C'est ainsi que Mariko se retrouva conduite par madame Hirano jusque dans le bureau du directeur. Sentant la porte se refermer derrière elle, Mariko resta droite malgré tout, regardant à nouveau cet endroit ou elle était déjà venue plusieurs fois. La pièce de taille moyenne était éclairée par la lumière du jour filtrant à travers la magnifique grande baie vitrée se trouvant au fond et offrant une magnifique vue sur le centre-ville et le grand pont plus loin qui chevauchait le fleuve qui la traversait un peu plus loin et séparait la ville en deux. Le soleil apportait également sa lumière aux quelques plantes vertes disposées dans la pièce qui apportait une touche de verdure à cet endroit grisâtre. Mariko s'avança sur la confortable moquette qui composait le sol, pour se diriger vers un grand bureau métallique et très soigneusement rangé. Bureau derrière lequel se trouvait, assis sur un grand siège de cuir brun, un homme élégamment vêtu d'un costard gris-foncé, assorti d'une cravate rouge. Ses cheveux grisonnants plaqués sur son crâne et son visage fermé lui donnait un air encore plus propre sur lui.
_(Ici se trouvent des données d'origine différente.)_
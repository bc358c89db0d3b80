//! Rearm storage crate - SQLite persistence and the delay queue.
//!
//! Provides a WAL-mode SQLite database with migrations, the `user_id -> value`
//! record store backing scheduled events and refresh credentials, and a
//! durable delay queue with visibility timeouts and dead-lettering. In-memory
//! implementations of both traits are included for tests and single-process
//! runs.

pub mod db;
pub mod event_store;
pub mod migrations;
pub mod queue;
pub mod records;

pub use db::Database;
pub use event_store::EventStore;
pub use queue::{DeadLetter, DelayQueue, Delivery, MemoryDelayQueue, QueueSettings, SqliteDelayQueue};
pub use records::{MemoryRecordStore, Record, RecordStore, SqliteRecordStore};
//! Voice request envelope and spoken response.

use std::collections::HashMap;

use serde::{Deserialize, Serialize};

pub const LAUNCH_REQUEST: &str = "LaunchRequest";
pub const INTENT_REQUEST: &str = "IntentRequest";
pub const SESSION_ENDED_REQUEST: &str = "SessionEndedRequest";

/// Incoming voice request. Only the fields the skill reads are modelled.
#[derive(Debug, Clone, PartialEq, Serialize, Deserialize)]
#[serde(rename_all = "camelCase")]
pub struct RequestEnvelope {
    pub session: Session,
    pub request: Request,
}

#[derive(Debug, Clone, PartialEq, Serialize, Deserialize)]
#[serde(rename_all = "camelCase")]
pub struct Session {
    pub user: User,
}

#[derive(Debug, Clone, PartialEq, Serialize, Deserialize)]
#[serde(rename_all = "camelCase")]
pub struct User {
    pub user_id: String,
}

#[derive(Debug, Clone, PartialEq, Serialize, Deserialize)]
#[serde(rename_all = "camelCase")]
pub struct Request {
    #[serde(rename = "type")]
    pub kind: String,
    #[serde(default)]
    pub request_id: String,
    #[serde(default)]
    pub intent: Option<Intent>,
}

#[derive(Debug, Clone, PartialEq, Serialize, Deserialize)]
pub struct Intent {
    pub name: String,
    #[serde(default)]
    pub slots: HashMap<String, Slot>,
}

#[derive(Debug, Clone, PartialEq, Serialize, Deserialize)]
pub struct Slot {
    #[serde(default)]
    pub value: Option<String>,
}

impl RequestEnvelope {
    pub fn user_id(&self) -> &str {
        &self.session.user.user_id
    }

    pub fn request_id(&self) -> &str {
        &self.request.request_id
    }

    pub fn request_type(&self) -> &str {
        &self.request.kind
    }

    /// Intent name, for intent requests only.
    pub fn intent_name(&self) -> Option<&str> {
        if self.request.kind != INTENT_REQUEST {
            return None;
        }
        self.request.intent.as_ref().map(|i| i.name.as_str())
    }

    pub fn is_intent(&self, name: &str) -> bool {
        self.intent_name() == Some(name)
    }

    /// Non-empty slot value of the current intent.
    pub fn slot(&self, name: &str) -> Option<&str> {
        self.request
            .intent
            .as_ref()?
            .slots
            .get(name)?
            .value
            .as_deref()
            .filter(|v| !v.trim().is_empty())
    }

    /// Build a request for tests and the CLI.
    pub fn new(user_id: &str, kind: &str, intent: Option<&str>) -> Self {
        Self {
            session: Session {
                user: User {
                    user_id: user_id.to_string(),
                },
            },
            request: Request {
                kind: kind.to_string(),
                request_id: uuid::Uuid::new_v4().to_string(),
                intent: intent.map(|name| Intent {
                    name: name.to_string(),
                    slots: HashMap::new(),
                }),
            },
        }
    }

    pub fn with_slot(mut self, name: &str, value: &str) -> Self {
        if let Some(intent) = self.request.intent.as_mut() {
            intent.slots.insert(
                name.to_string(),
                Slot {
                    value: Some(value.to_string()),
                },
            );
        }
        self
    }
}

/// What the assistant says back.
#[derive(Debug, Clone, PartialEq, Eq, Serialize, Deserialize)]
pub struct SkillResponse {
    pub speech: String,
    #[serde(default, skip_serializing_if = "Option::is_none")]
    pub reprompt: Option<String>,
    pub end_session: bool,
}

impl SkillResponse {
    /// Speak and close the session.
    pub fn speak(speech: impl Into<String>) -> Self {
        Self {
            speech: speech.into(),
            reprompt: None,
            end_session: true,
        }
    }

    /// Speak and keep listening, repeating the same prompt.
    pub fn ask(speech: impl Into<String>) -> Self {
        let speech = speech.into();
        Self {
            reprompt: Some(speech.clone()),
            speech,
            end_session: false,
        }
    }

    pub fn empty() -> Self {
        Self::speak(String::new())
    }
}

#[cfg(test)]
mod tests {
    use super::*;
    use serde_json::json;

    #[test]
    fn test_parse_intent_request() {
        let raw = json!({
            "session": {"user": {"userId": "amzn1.account.X"}},
            "request": {
                "type": "IntentRequest",
                "requestId": "req-1",
                "intent": {
                    "name": "TempDisarmIntent",
                    "slots": {"delay": {"name": "delay", "value": "PT5M"}}
                }
            }
        });
        let env: RequestEnvelope = serde_json::from_value(raw).unwrap();
        assert_eq!(env.user_id(), "amzn1.account.X");
        assert_eq!(env.request_id(), "req-1");
        assert!(env.is_intent("TempDisarmIntent"));
        assert_eq!(env.slot("delay"), Some("PT5M"));
    }

    #[test]
    fn test_launch_has_no_intent_name() {
        let raw = json!({
            "session": {"user": {"userId": "u1"}},
            "request": {"type": "LaunchRequest", "requestId": "req-2"}
        });
        let env: RequestEnvelope = serde_json::from_value(raw).unwrap();
        assert_eq!(env.request_type(), LAUNCH_REQUEST);
        assert_eq!(env.intent_name(), None);
        assert_eq!(env.slot("delay"), None);
    }

    #[test]
    fn test_blank_slot_is_absent() {
        let env = RequestEnvelope::new("u1", INTENT_REQUEST, Some("TempDisarmIntent"))
            .with_slot("delay", " ");
        assert_eq!(env.slot("delay"), None);
    }

    #[test]
    fn test_response_shapes() {
        let r = SkillResponse::ask("Help?");
        assert_eq!(r.reprompt.as_deref(), Some("Help?"));
        assert!(!r.end_session);

        let r = SkillResponse::speak("Goodbye!");
        assert!(r.end_session);
        let value = serde_json::to_value(&r).unwrap();
        assert!(value.get("reprompt").is_none());
    }
}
Occupé à écrire sur une feuille de papier provenant d'une pile de documents très bien rangés sur un côté, il ne daigna même pas jeter un regard sur Mariko à son approche.

_"Asseyez vous, mademoiselle Miyazaki." prononça t-il assez froidement en désignant du doigt le petit siège disposé en face du bureau.

Sentant sans surprise l'agacement dans sa voix, Mariko savait qu'il ne serait pas tendre, mais elle avait l'habitude et s'assied en silence. Pendant que le directeur finissait d'écrire ce document important, Mariko se prit à jeter de rapides coups d'oeil autour d'elle, voyant sur l'un des murs un magnifique portrait du fondateur de l'établissement, posant dignement devant le lycée lorsque sa construction fut achevée dans les années 60.

Une fois l'écriture de son dossier finie, monsieur Haruto Tanaka classa le fichier parmi les autres, redisposant son stylo à un endroit précis, au millimètre près, dévoilant là une tendance maniaque du rangement. Après s'être assuré que tout était à sa place sur son bureau, il retira ses lunettes et se pencha sur le cas de la lycéenne convoquée devant lui.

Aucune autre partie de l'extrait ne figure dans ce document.